Gambian Diaspora, defined as peoples of Gambian origin living outside Gambia, can play an increasingly important role in the country’s development both through the financial resources they send back to their home country and through their professional expertise. According to the 2019 budget speech, remittances flow from Gambian diaspora was US$136.7 million.

China, Korea, and India are among the countries which have shown that Diaspora contribution can significantly help to transform economies. The approaches adopted by these Asian nations point to country-driven initiatives that are built on shared development objectives between the government and the Diaspora, and underlined by comprehensive policies, administrative structures and incentives to foster an enabling environment for mobilizing Diaspora resources (expertise, investments, entrepreneurship and corporate affiliations) around critical growth pillars.

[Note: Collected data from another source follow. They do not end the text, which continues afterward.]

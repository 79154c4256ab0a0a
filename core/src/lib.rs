//! Sine lookup-table generation for fixed-point direct digital synthesis.
//!
//! A table covers one full carrier cycle. Samples are offset by half the
//! carrier period (in clock cycles) so every entry is non-negative, then
//! quantized by truncation and encoded as 4-digit hex words.

pub mod config;
pub mod encode;
pub mod lut;
pub mod math;
pub mod prelude;
pub mod telemetry;

pub use config::{LutConfig, ScaleFactor};
pub use lut::{generate, DerivedConstants, SineLut};
pub use prelude::{LutError, LutResult};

Chinese, Indian, and Korean, and other communities of Diaspora nationals have been heralded as champions in knowledge and skills transfer, and foreign direct investment (FDI) flows from their adopted economies to their homes of origin, contributing in part to the rapid pace of industrialization that these countries have witnessed.

Over the past 22 years, the Gambia suffered from massive brain drain that weakened our institutions especially the civil service.The skills flight from Gambia can be attributed to a combination of push factors, such as poor political and economic governance, as well as pursuing higher education abroad. The propensity to return after studying abroad is strongly correlated with conditions that prevail in the country of origin. The rate of expatriation of students remains exceptionally high for the Gambia. A number of pull factors demonstrated are demand for skilled workers abroad such as that for medical professionals in the UK, Europe and the USA. As a result, Gambian professionals have taken advantage of the global mobility of labor to seek opportunities outside the continent.

The Gambian Diaspora should be considered not just as sources of financing but also as partners in development. If the Gambian Diaspora community is to be encouraged to contribute their financial and knowledge capacities in their country of origin,  the government of the Gambia needs to put in place a number of fundamentals including;

  1. Constitutional governance anchored on democratic institutions, the observance of basic human rights and civil liberties, including constitutional amendments which enable Gambian diaspora to take up dual citizenship, may prove to be a major incentive for their participation in national development;
  2. A stable legal, policy and institutional environment, which guarantees that contractual obligations are honored and respected. Indeed Gambians in the Diaspora detest bureaucratic inertia and corruption that characterizes public administration;
  3. Security sector forces which are accountable to democratically elected parliaments, devoted to creating a secure environment for public private partnerships to flourish. Gambians in the Diaspora will be reluctant to deploy their human, financial and technical capacities in a country where fraud, violent crime and lawlessness reign unrestrained.

There are also other major contributions of the Gambian Diaspora network towards national development. These includes becoming significant players in building democratic institutions, national development, involvement in community development through hometown associations (HTAs) undertaking philanthropic activities in their communities of origin. Gambian Diaspora networks are also in health and education sectors.

The Gambian Diaspora can play a positive role in poverty reduction and the Government of the Gambia recognizes this and has established a special Diaspora Department in the Ministry of Foreign Affairs.  A framework for engagement needs to be developed.The recommendations below should be considered for a meaning government/diaspora engagement going forward.

(a)    The Government and the Gambian Diaspora should agree on a shared national development vision around which to mobilize Diaspora resources.

(b)     An enabling environment is a pre-requisite to successful Diaspora engagement.

(c)     The Government must appreciate Gambian brainpower no matter where it resides.